* **Work item**:
Repeat exactly, please, the lines that begin at the start of the listing and end at the line holding "tracing_subscriber::EnvFilter::try_from_default_env()".

* **Input data**:

//! Scholaris API Server
//!
//! Main entry point for the Scholaris backend service.

use std::sync::Arc;

use anyhow::Context;
use tokio::net::TcpListener;
use tracing::info;
use tracing_subscriber::{layer::SubscriberExt, util::SubscriberInitExt};

use scholaris_api::{ApiSettings, AppState, create_router, gateway::PaystackGateway};
use scholaris_db::connect_with_config;
use scholaris_shared::{AppConfig, JwtConfig, JwtService};

#[tokio::main]
async fn main() -> anyhow::Result<()> {
    // Load environment variables from .env file
    dotenvy::dotenv().ok();

    tracing_subscriber::registry()
        .with(
            tracing_subscriber::EnvFilter::try_from_default_env()
                .unwrap_or_else(|_| "scholaris=debug,tower_http=debug".into()),
        )
        .with(tracing_subscriber::fmt::layer())
        .init();

    let config = AppConfig::load().context("Failed to load configuration")?;

    let db = connect_with_config(&config.database).await?;
    info!(
        max_connections = config.database.max_connections,
        "Connected to database"
    );

    let jwt_service = JwtService::new(JwtConfig {
        secret: config.jwt.secret.clone(),
        #[allow(clippy::cast_possible_wrap)]
        access_token_expires_minutes: (config.jwt.access_token_expiry_secs / 60) as i64,
    });

    let gateway = PaystackGateway::new(&config.paystack)
        .context("Failed to configure payment gateway")?;
    if config.paystack.secret_key.is_empty() {
        tracing::warn!("Paystack secret key is empty; gateway calls will be rejected");
    }
    info!(base_url = %config.paystack.base_url, "Payment gateway configured");

    let state = AppState {
        db: Arc::new(db),
        jwt_service: Arc::new(jwt_service),
        gateway: Arc::new(gateway),
        settings: Arc::new(ApiSettings {
            fee_marker: config.fees.category_marker.clone(),
            payment_callback_url: config.paystack.callback_url.clone(),
        }),
    };

    let app = create_router(state);

    let addr = format!("{}:{}", config.server.host, config.server.port);
    let listener = TcpListener::bind(&addr).await?;
    info!("Server listening on {}", addr);

    axum::serve(listener, app).await?;

    Ok(())
}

* **Response to this task**:
//! Scholaris API Server
//!
//! Main entry point for the Scholaris backend service.

use std::sync::Arc;

use anyhow::Context;
use tokio::net::TcpListener;
use tracing::info;
use tracing_subscriber::{layer::SubscriberExt, util::SubscriberInitExt};

use scholaris_api::{ApiSettings, AppState, create_router, gateway::PaystackGateway};
use scholaris_db::connect_with_config;
use scholaris_shared::{AppConfig, JwtConfig, JwtService};

#[tokio::main]
async fn main() -> anyhow::Result<()> {
    // Load environment variables from .env file
    dotenvy::dotenv().ok();

    tracing_subscriber::registry()
        .with(
            tracing_subscriber::EnvFilter::try_from_default_env()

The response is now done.